Marg security notes

This file is the v1.0 self-led security review. It is the artefact that satisfies the P07 exit criterion for a security audit on the Marg-only paths. Kavach-specific paths are reviewed in P09.

Threat model

Marg is a self-hosted proxy between client applications and large language model providers. The interesting trust boundaries are:

Client app to Marg. Apps authenticate with a Marg-issued API key. Marg enforces budgets, rate limits, and route policy.
Marg to provider. Marg holds the real provider credentials. The client app must never see them.
Operator to Marg. Operators authenticate with an admin Bearer token. The admin token can mint API keys, change budgets, and reload routing policy.
Marg to its backends. Postgres and Redis hold durable and hot state. Compromise of either means trust in everything downstream is compromised. Same with the local request log on disk.
Operator workstation to Marg Console. The console is a static single-page app served by the admin port. It uses the same admin Bearer token as the JSON API.
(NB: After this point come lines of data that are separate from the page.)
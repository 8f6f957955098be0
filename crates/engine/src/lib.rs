//! Move engine, session bookkeeping and cursor model.
//!
//! - [`moves`]: the seven move kinds, each validated in full before it mutates
//!   anything
//! - [`session`]: turn counter and status line around a [`core::GameState`]
//! - [`cursor`]: selection/drag model used by the keypress front-end
//!
//! ```
//! use tui_klondike_engine::{GameSession, MoveError};
//! use tui_klondike_engine::types::GameAction;
//!
//! let mut session = GameSession::new(2024);
//! session.apply(GameAction::Draw).unwrap();
//! assert_eq!(session.turns(), 1);
//!
//! let err = session.apply(GameAction::CollectColumn { column: 9 }).unwrap_err();
//! assert_eq!(err, MoveError::InvalidColumn);
//! assert_eq!(session.status_line(), "[Turn #1] Invalid column number!");
//! ```

pub mod cursor;
pub mod moves;
pub mod session;

pub use tui_klondike_core as core;
pub use tui_klondike_types as types;

pub use cursor::{Cursor, CursorOutcome, Position};
pub use moves::{ErrorKind, MoveError, MoveOutcome};
pub use session::GameSession;
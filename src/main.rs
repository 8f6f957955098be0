//! Terminal Klondike runner (default binary).
//!
//! This is the cursor-driven front-end: arrow/WASD keys move a selection over
//! the piles, space picks up and drops cards. It uses crossterm for input and
//! a custom framebuffer-based renderer.

use anyhow::Result;
use crossterm::event::{self, Event, KeyEventKind};

use tui_klondike::config::GameConfig;
use tui_klondike::engine::{Cursor, CursorOutcome, GameSession};
use tui_klondike::input::{handle_key_event, should_quit};
use tui_klondike::journal::{Finish, Frontend, Journal};
use tui_klondike::term::{FrameBuffer, GameView, Highlight, TerminalRenderer, Viewport};

fn main() -> Result<()> {
    let config = GameConfig::load()?;
    let mut journal = Journal::from_config(config.log_path.as_deref())?;

    println!("Seed: {}", config.seed);
    if let Some(path) = &config.log_path {
        println!("[Klondike] Journal: {}", path);
    }

    let mut session = GameSession::new(config.seed);
    journal.start(config.seed, Frontend::Cursor);

    let mut term = TerminalRenderer::enter()?;
    let result = run(&mut term, &mut session, &mut journal);

    // Always try to restore terminal state.
    let _ = term.exit();
    journal.close(&result, session.turns());

    if result? == Finish::Won {
        println!("{}", session.victory_message());
    }
    Ok(())
}

fn run(term: &mut TerminalRenderer, session: &mut GameSession, journal: &mut Journal) -> Result<Finish> {
    let view = GameView::default();
    let mut cursor = Cursor::new(session.state());
    let mut fb = FrameBuffer::new(0, 0);

    loop {
        // Render.
        let viewport = term.viewport().unwrap_or(Viewport::new(80, 24));
        view.render_into(session, Highlight::from_cursor(&cursor), viewport, &mut fb);
        term.draw_swap(&mut fb)?;

        if session.is_won() {
            return Ok(Finish::Won);
        }

        // Block for the next key press.
        match event::read()? {
            Event::Key(key) if key.kind == KeyEventKind::Press => {
                if should_quit(key) {
                    return Ok(Finish::Quit);
                }
                if let Some(action) = handle_key_event(key) {
                    let outcome = cursor.handle(session, action);
                    record(journal, session, outcome);
                }
            }
            Event::Resize(..) => term.invalidate(),
            _ => {}
        }
    }
}

/// Journal every intent that reached the engine.
fn record(journal: &mut Journal, session: &GameSession, outcome: CursorOutcome) {
    let error = match outcome {
        CursorOutcome::Rejected { error, .. } => Some(error.code()),
        _ => None,
    };
    if let Some(action) = outcome.action() {
        journal.action(session.turns(), action, error, session.status());
    }
}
Out of scope: TLS termination (assumed handled by a reverse proxy or ALB in front of Marg), host-level kernel exploits, supply-chain compromise of crates.io.

Authentication

Client API keys

Format: marg_live_<32-byte-base32>. Generated with a CSPRNG.
Surfaced once at creation; stored as a SHA-256 hash.
Lookup is hash(token) -> key_id. No timing oracle on the hash itself (the lookup is a single indexed query).
Cache TTL on the auth path is 60 seconds. A revoke explicitly invalidates the cache; the revoke endpoint also clears the budget gauge for the key so stale Prometheus series do not accumulate.

Admin tokens

Same format and storage as client keys.
5-second cache TTL on the admin port (admin operations are infrequent and need fast revoke).
A 0600-mode bootstrap token is written on first boot to a configurable path. Idempotent: subsequent boots do not mint another token if any active admin token exists.
marg admin bootstrap mints an explicit token when the bootstrap path is empty (or set to "").

Privilege separation

There is exactly one privilege level inside Marg: admin. Either you have an admin token or you do not. v1.0 intentionally does not ship per-route ACLs or RBAC; that complexity belongs in the operator's IAM, not in Marg.

Provider credentials

Provider API keys live only in marg.toml (or in env vars / files referenced by the env: / file: secret shapes).
They never appear in:
- logs (every error path scrubs the Authorization header before logging),
- response bodies,
- the admin API,
- the request log on disk,
- any Prometheus metric label.
Provider responses can echo prompt content but never our provider key (we strip the Authorization header on the outbound side too, in case a provider ever decided to reflect headers).
marg keys only deals with Marg-issued keys. There is no endpoint that returns a provider key.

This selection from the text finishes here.